Buccheri, L’importanza della storia locale – intervista al Prof. Luigi Lombardo

Buccheri, L’importanza della storia locale – intervista al Prof. Luigi Lombardo

Il Prof. Luigi Lombardo è stato direttore della Biblioteca Comunale di Buccheri nonché docente presso la Facoltà di Scienza della Formazione dell’Università di Catania. Da sempre interessato alla storia locale sia dal punto di vista più propriamente storico che antropologico, il Prof. Lombardo ha dato alle stampe pregevoli opere che indagano su questo mondo – la storia locale – che dovrebbe essere maggiormente riscoperto anche perché essa possa diventare un volano per l’economia di territori che stanno attraversando una congiuntura economica sfavorevole. La storia locale come “risorsa locale” secondo il pensiero del Prof. Carlo Trigilia che da anni si batte sulla diffusione e implementazione di tale concetto. Ecco quanto ci ha detto il Prof. Lombardo sul tema della storia locale e altro.
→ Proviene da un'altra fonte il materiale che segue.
use std::cmp::Ordering;

use log::trace;
use rayon::prelude::*;

use super::BwtBlock;

/// Sort rotation offsets in parallel above this block length.
const PAR_SORT_THRESHOLD: usize = 40_000;

/// Burrows-Wheeler transform of a block of code units.
///
/// Each rotation of the block is represented by its offset; the offsets are
/// sorted by comparing the rotations lexicographically, then the last column
/// is read off along with the position of offset 0 (the source rotation).
pub fn bwt_encode(block: &[u16]) -> BwtBlock {
    let n = block.len();
    if n == 0 {
        // Not produced by the pipeline, but harmless to accept.
        return BwtBlock {
            content: Vec::new(),
            index: 0,
        };
    }

    // Create the rotation index into the block. u32 is plenty for any block.
    let mut rotations = (0_u32..n as u32).collect::<Vec<u32>>();

    // Sort the rotations
    if n > PAR_SORT_THRESHOLD {
        rotations[..]
            .par_sort_unstable_by(|a, b| rotation_compare(*a as usize, *b as usize, block));
    } else {
        rotations[..].sort_unstable_by(|a, b| rotation_compare(*a as usize, *b as usize, block));
    }

    // Get the primary index and the last column of the sorted matrix
    let mut index = 0;
    let mut content = Vec::with_capacity(n);
    for (row, &rot) in rotations.iter().enumerate() {
        if rot == 0 {
            index = row;
        }
        content.push(block[(rot as usize + n - 1) % n]);
    }
    trace!("bwt: {} units, primary index {}", n, index);
    BwtBlock { content, index }
}

/// Compare two rotations of the block to decide which sorts first.
fn rotation_compare(a: usize, b: usize, block: &[u16]) -> Ordering {
    let n = block.len();
    for i in 0..n {
        let ca = block[(a + i) % n];
        let cb = block[(b + i) % n];
        match ca.cmp(&cb) {
            Ordering::Equal => continue,
            decided => return decided,
        }
    }
    // Identical content: the rotations are equal.
    Ordering::Equal
}

#[cfg(test)]
fn units(text: &str) -> Vec<u16> {
    text.encode_utf16().collect()
}

#[test]
fn bwt_encode_abracadabra() {
    let out = bwt_encode(&units("abracadabra"));
    assert_eq!(out.content, units("rdarcaaaabb"));
    assert_eq!(out.index, 2);
}

#[test]
fn bwt_encode_single_unit() {
    let out = bwt_encode(&units("x"));
    assert_eq!(out.content, units("x"));
    assert_eq!(out.index, 0);
}

#[test]
fn bwt_encode_empty() {
    let out = bwt_encode(&[]);
    assert!(out.content.is_empty());
    assert_eq!(out.index, 0);
}

#[test]
fn bwt_encode_all_equal() {
    // every rotation compares equal; the output is still a permutation
    let out = bwt_encode(&units("aaaa"));
    assert_eq!(out.content, units("aaaa"));
    assert!(out.index < 4);
}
Quando ha iniziato a interessarsi di storia locale?

“Negli anni ’70 vi fu un vasto movimento teso a riscoprire il piacere dell’impegno politico e culturale. Grazie all’apporto di A. Uccello, io scoprivo il forte impatto che una adeguata valorizzazione del centro storico di Palazzolo poteva avere sullo sviluppo turistico del paese, tale da impedire l’emigrazione di tanti giovani come me. Scelsi di rimanere a Palazzolo, abbandonando l’idea di iscrivermi a Roma alla Sapienza. La cultura, le tradizioni popolari mi attiravano, perché vi vedevo me stesso e un mondo dimenticato e sfruttato. Lo slogan era allora, in poche parole, “cultura come impegno civile”. Abbandonai anche l’idea di proseguire gli studi in archeologia, che era la mia passione (ero iscritto in Lettere classiche a Catania).”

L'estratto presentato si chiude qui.